O II Congresso Brasileiro de Jornalismo Ambiental reuniu jornalistas e estudantes de jornalismo de 17 estados brasileiros, convidados da Inglaterra, México, Panamá, Cuba e Uruguai, autoridades, pesquisadores e ativistas, para debater o tema “Aquecimento Global, um desafio para a Mídia”.
Aproximadamente 500 pessoas participaram desse evento, na reitoria da Universidade Federal do Rio Grande do Sul (UFRGS) em Porto Alegre (RS), entre os dias 10 e 12 de outubro passado e foi organizado pelo Núcleo de Ecojornalistas do Rio Grande do Sul (NEJ-RS) e pela EcoAgência de Notícias.
Jornalistas e estudantes de jornalismo receberam ensinamentos dos cientistas convidados e conselhos dos jornalistas de sucesso mídia global.
José Marengo Orsini, doutor em Meteorologia e pesquisador do INPE, e Jefferson Cardia Simões, primeiro glaciólogo brasileiro, criticaram o tom apocalíptico usados por determinados meios de comunicação.
“Algumas revistas trazem capas com ursinhos polares, mas não falam do drama dos índios da Amazônia. Ursos polares emocionam as pessoas, no entanto, os problemas ambientais afetam muito mais as populações carentes, como os pobres do Brasil”, alertou. “A cidade submersa no mar é uma informação sem fundamento científico, mas causa impacto", afirmou Orsini. "As crianças pensam: para quê vou estudar? Os adultos dizem para quê vou casar e ter filhos?”

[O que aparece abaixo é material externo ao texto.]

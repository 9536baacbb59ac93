//! Patching of the runtime Murmur generator.
//!
//! The compiled-in generator walks the code section at load time, skipping
//! every volatile QWORD. It cannot know those offsets at compile time, so
//! the C source reserves a NOP run and this module fills it with code that
//! builds the skip table:
//!
//! - one `mov DWORD PTR [rbx + 4*i], distance` per volatile QWORD, where
//!   each distance is measured from the end of the previous skip,
//! - one extra entry carrying the distance to the end of the section,
//! - a `0xFFFFFFFF` stop marker,
//! - a final `lea rbx, [rip+...]` handing the section's load start back.
//!
//! The `GEN_ALLOC_SIZE` placeholder receives the byte size of the table
//! and `GEN_VM_START` the section's start address. All of these changes
//! are part of the hashed bytes and happen before any hash is computed.

use crate::elf::image::ElfImage;
use crate::error::{PatchError, Result};
use crate::markers::{self, GEN_ALLOC_SIZE, GEN_VM_START, HashPatchKind, HashPatchRecord};
use crate::x64::{Block, Insn};

const TARGET: &str = "action.hash-patch";

/// Skip-table entries beyond the volatile QWORDs themselves: the
/// end-of-section entry and the stop marker.
const EXTRA_TABLE_ENTRIES: usize = 2;

/// Hard ceiling on volatile QWORDs.
///
/// The table is built with `mov DWORD PTR [rbx+imm8]` stores; the signed
/// 8-bit offset reaches 32 four-byte slots, two of which are reserved.
/// Raising this means changing the generator's addressing, not just the
/// patcher.
pub const MAX_VOLATILE_QWORDS: usize = 30;

/// Bytes of NOP reservation the generator patch needs for `n` volatile
/// QWORDs: a 7-byte table store per entry (including the two extra
/// entries) plus the 7-byte trailing `lea`.
pub fn generator_patch_size(n: usize) -> usize {
    (n + EXTRA_TABLE_ENTRIES) * 7 + 7
}

/// Configure and patch every generator descriptor.
pub fn patch_generators(
    image: &mut ElfImage,
    records: &[HashPatchRecord],
    volatile_qwords: &[u64],
) -> Result<()> {
    let needed = volatile_qwords.len();
    if needed > MAX_VOLATILE_QWORDS {
        return Err(PatchError::TooManyVolatileQwords { found: needed });
    }

    for record in records {
        let HashPatchKind::Generator {
            reserved_volatile_qwords,
        } = record.kind
        else {
            continue;
        };
        let reserved = reserved_volatile_qwords as usize;

        if reserved < needed {
            return Err(PatchError::GeneratorSlotsTooFew {
                section: record.section_name.clone(),
                reserved,
                needed,
            });
        } else if reserved > needed {
            log::warn!(
                target: TARGET,
                "generator {} reserved space for {reserved} volatile QWORDs but only needs \
                 {needed}; shrink the reservation to reclaim the slack",
                record.section_name
            );
        } else {
            log::debug!(
                target: TARGET,
                "generator {} reserved space for {reserved} volatile QWORDs - exact fit",
                record.section_name
            );
        }

        patch_allocation_size(image, record, needed)?;
        patch_vm_start(image, record)?;
        patch_skip_table(image, record, volatile_qwords)?;
    }
    Ok(())
}

/// Replace `GEN_ALLOC_SIZE` occurrences with the table's byte size.
fn patch_allocation_size(
    image: &mut ElfImage,
    record: &HashPatchRecord,
    volatile_count: usize,
) -> Result<()> {
    let alloc_size = ((volatile_count + EXTRA_TABLE_ENTRIES) * 8) as u64;
    for site in record.placeholder_sites(image, GEN_ALLOC_SIZE)? {
        log::debug!(
            target: TARGET,
            "patching skip table allocation size {alloc_size} at {site:#018x}"
        );
        image.write(site, &alloc_size.to_le_bytes())?;
    }
    Ok(())
}

/// Replace `GEN_VM_START` occurrences with the section's load start.
fn patch_vm_start(image: &mut ElfImage, record: &HashPatchRecord) -> Result<()> {
    let section = image.section_containing(record.start_va)?;
    for site in record.placeholder_sites(image, GEN_VM_START)? {
        log::debug!(
            target: TARGET,
            "patching section start {:#018x} at {site:#018x}",
            section.start()
        );
        image.write(site, &section.start().to_le_bytes())?;
    }
    Ok(())
}

/// Fill the generator's NOP reservation with the skip-table builder.
fn patch_skip_table(
    image: &mut ElfImage,
    record: &HashPatchRecord,
    volatile_qwords: &[u64],
) -> Result<()> {
    let section = image.section_containing(record.start_va)?;
    let required = generator_patch_size(volatile_qwords.len());

    let runs = markers::nop_runs_in(record.scoped_bytes(image)?, record.start_va, required);
    let &[(patch_va, run_length)] = runs.as_slice() else {
        return Err(PatchError::DuplicateReservationMatch {
            section: record.section_name.clone(),
            size: required,
            matches: runs.len(),
        });
    };
    log::debug!(
        target: TARGET,
        "found generator reservation for {} at {patch_va:#018x} ({run_length}/{required} bytes)",
        record.section_name
    );

    let block = build_skip_table(volatile_qwords, section.start(), section.end());
    let opcodes = block.encode(patch_va);
    assert!(
        opcodes.len() <= run_length,
        "skip table patch exceeded the reserved space"
    );

    image.write(patch_va, &opcodes)?;
    Ok(())
}

/// Instructions that build the skip table and return the section start.
///
/// `RBX` points at the table buffer on entry. Each entry is the unsigned
/// 32-bit distance from the running cursor, which advances past the
/// skipped QWORD after every entry.
fn build_skip_table(volatile_qwords: &[u64], section_start: u64, section_end: u64) -> Block {
    let mut block = Block::new();
    let mut cursor = section_start;

    for (index, &qword) in volatile_qwords.iter().enumerate() {
        block.push(Insn::MovDwordPtrRbxOffImm32 {
            offset: (index * 4) as i8,
            value: (qword - cursor) as u32,
        });
        cursor = qword + 8;
    }

    let count = volatile_qwords.len();
    block.push(Insn::MovDwordPtrRbxOffImm32 {
        offset: (count * 4) as i8,
        value: (section_end - cursor) as u32,
    });
    block.push(Insn::MovDwordPtrRbxOffImm32 {
        offset: ((count + 1) * 4) as i8,
        value: 0xffff_ffff,
    });
    block.push(Insn::LeaRbxRip {
        target: section_start,
    });
    block
}

#[cfg(test)]
mod tests {
    use super::*;

    #[test]
    fn test_patch_size() {
        assert_eq!(generator_patch_size(0), 21);
        assert_eq!(generator_patch_size(2), 35);
        assert_eq!(generator_patch_size(30), 231);
    }

    #[test]
    fn test_skip_table_distances() {
        let base = 0x40_0000;
        let end = 0x40_1000;
        let qwords = [0x40_0100, 0x40_0200];
        let block = build_skip_table(&qwords, base, end);

        let insns = block.insns();
        assert_eq!(insns.len(), 5);
        assert_eq!(
            insns[0],
            Insn::MovDwordPtrRbxOffImm32 {
                offset: 0,
                value: 0x100
            }
        );
        // second distance measured from past the first skip
        assert_eq!(
            insns[1],
            Insn::MovDwordPtrRbxOffImm32 {
                offset: 4,
                value: 0x200 - 0x108
            }
        );
        // end-of-section entry, then the stop marker
        assert_eq!(
            insns[2],
            Insn::MovDwordPtrRbxOffImm32 {
                offset: 8,
                value: 0x1000 - 0x208
            }
        );
        assert_eq!(
            insns[3],
            Insn::MovDwordPtrRbxOffImm32 {
                offset: 12,
                value: 0xffff_ffff
            }
        );
        assert_eq!(insns[4], Insn::LeaRbxRip { target: base });
    }

    #[test]
    fn test_skip_table_fits_reservation() {
        let qwords: Vec<u64> = (0..30).map(|i| 0x40_0000 + i * 8).collect();
        let block = build_skip_table(&qwords, 0x40_0000, 0x40_8000);
        assert_eq!(block.encoded_length(), generator_patch_size(30));
    }
}
//! Command-line surface for the binseal patch toolchain.

use std::path::PathBuf;
use std::process::ExitCode;

use clap::{Parser, Subcommand};

mod actions;
mod encoders;

use encoders::SequenceEncoding;

/// Post-link self-protection patcher for x86-64 ELF binaries.
#[derive(Debug, Parser)]
#[command(name = "binseal")]
#[command(about = "Post-link self-protection patcher for x86-64 ELF binaries")]
struct Cli {
    /// Log level (error, warn, info, debug, trace)
    #[arg(long, default_value = "info")]
    log_level: log::LevelFilter,
    #[command(subcommand)]
    command: Command,
}

#[derive(Debug, Subcommand)]
enum Command {
    /// Implement code to unpack strings at locations identified by
    /// .protected-string-entry sections.
    ProtectStrings {
        /// The ELF file to patch.
        elf: PathBuf,
        /// Where to write the patched ELF.
        out: PathBuf,
    },
    /// Finalise the integrity checking mechanisms of the binary.
    HashPatch {
        /// The ELF file to patch.
        elf: PathBuf,
        /// Where to write the patched ELF.
        out: PathBuf,
    },
    /// Gut everything out of the binary that we don't need or want.
    StripBinary {
        /// The ELF file to strip.
        elf: PathBuf,
        /// Where to write the stripped ELF.
        out: PathBuf,
    },
    /// Generate the payload header compiled into the 32-bit launcher.
    WritePayloadHeader {
        /// The (stripped) ELF to embed.
        elf: PathBuf,
        /// Where to write the header.
        #[arg(short, long)]
        out_file: PathBuf,
    },
    /// Generate the values needed to embed a hidden string.
    GenerateHiddenString {
        /// The hidden string to embed.
        text: String,
        /// Literal 32-bit PRNG seed (omit for random).
        #[arg(short, long, conflicts_with = "long_seed")]
        seed: Option<u32>,
        /// Fragmented 64-bit seed (omit for random).
        #[arg(long)]
        long_seed: Option<u64>,
    },
    /// Generate and print a Mersenne Twister sequence.
    GenerateMtSequence {
        /// The seed to initialise the PRNG with.
        seed: u32,
        /// Number of leading values to discard.
        #[arg(short, long, default_value_t = 0)]
        skip: usize,
        /// Number of values to emit.
        #[arg(short, long, default_value_t = 100)]
        count: usize,
        /// Output encoding.
        #[arg(short, long, value_enum, default_value = "one-per-line-hex")]
        encode: SequenceEncoding,
    },
}

fn main() -> ExitCode {
    let cli = Cli::parse();
    env_logger::builder().filter_level(cli.log_level).init();

    let result = match cli.command {
        Command::ProtectStrings { elf, out } => actions::protect_strings(&elf, &out),
        Command::HashPatch { elf, out } => actions::hash_patch(&elf, &out),
        Command::StripBinary { elf, out } => actions::strip_binary(&elf, &out),
        Command::WritePayloadHeader { elf, out_file } => {
            actions::write_payload_header(&elf, &out_file)
        }
        Command::GenerateHiddenString {
            text,
            seed,
            long_seed,
        } => actions::generate_hidden_string(&text, seed, long_seed),
        Command::GenerateMtSequence {
            seed,
            skip,
            count,
            encode,
        } => actions::generate_mt_sequence(seed, skip, count, encode),
    };

    match result {
        Ok(()) => ExitCode::SUCCESS,
        Err(err) => {
            log::error!("{err}");
            ExitCode::FAILURE
        }
    }
}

Simões, observa que há confusão generalizada, inclusive entre os jornalistas, em relação a conceitos como mudanças climáticas, aquecimento global, efeito estufa e destruição da camada de ozônio e afirma: "quem escreve 'o aquecimento global vai derreter as calotas polares e elevar o nível do mar', por exemplo, comete vários equívocos. Não existe ‘calota polar’ e sim um pedaço de terra coberta por gelo formado na última era glacial”, diz o glaciólogo.
"E existe o gelo marinho, formado pelo mar congelado ao redor dos pólos. O gelo que está derretendo é do mar congelado do Ártico. Esse mar congelado pode derrter totalmente, mas não vai afetar o nível dos oceanos”, garante o cientista. “Essas placas flutuantes já pressionavam para cima o nível das águas antes de se tornarem oceano, tal qual o gelo que flutua num copo de refrigerante.”